WHAT THE TASK ASKS>
Using the data below, copy every line that contains the word "CallHistoryRecorder".

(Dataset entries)

= = = =

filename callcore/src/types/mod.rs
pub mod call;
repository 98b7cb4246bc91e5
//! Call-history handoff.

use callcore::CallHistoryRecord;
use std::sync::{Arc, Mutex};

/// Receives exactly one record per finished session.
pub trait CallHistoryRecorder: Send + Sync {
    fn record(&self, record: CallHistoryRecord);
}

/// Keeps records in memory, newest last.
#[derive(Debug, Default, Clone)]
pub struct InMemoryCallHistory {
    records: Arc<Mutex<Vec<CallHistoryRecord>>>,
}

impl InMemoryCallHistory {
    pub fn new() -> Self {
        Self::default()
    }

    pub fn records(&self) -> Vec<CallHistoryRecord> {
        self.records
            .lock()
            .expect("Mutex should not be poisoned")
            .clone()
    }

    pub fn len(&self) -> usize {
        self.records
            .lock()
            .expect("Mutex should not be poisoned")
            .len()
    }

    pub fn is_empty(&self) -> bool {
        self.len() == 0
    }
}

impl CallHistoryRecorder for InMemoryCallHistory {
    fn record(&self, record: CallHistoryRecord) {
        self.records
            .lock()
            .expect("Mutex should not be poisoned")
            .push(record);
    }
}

= = = =

RESULT FOR THIS TASK>
pub trait CallHistoryRecorder: Send + Sync {
impl CallHistoryRecorder for InMemoryCallHistory {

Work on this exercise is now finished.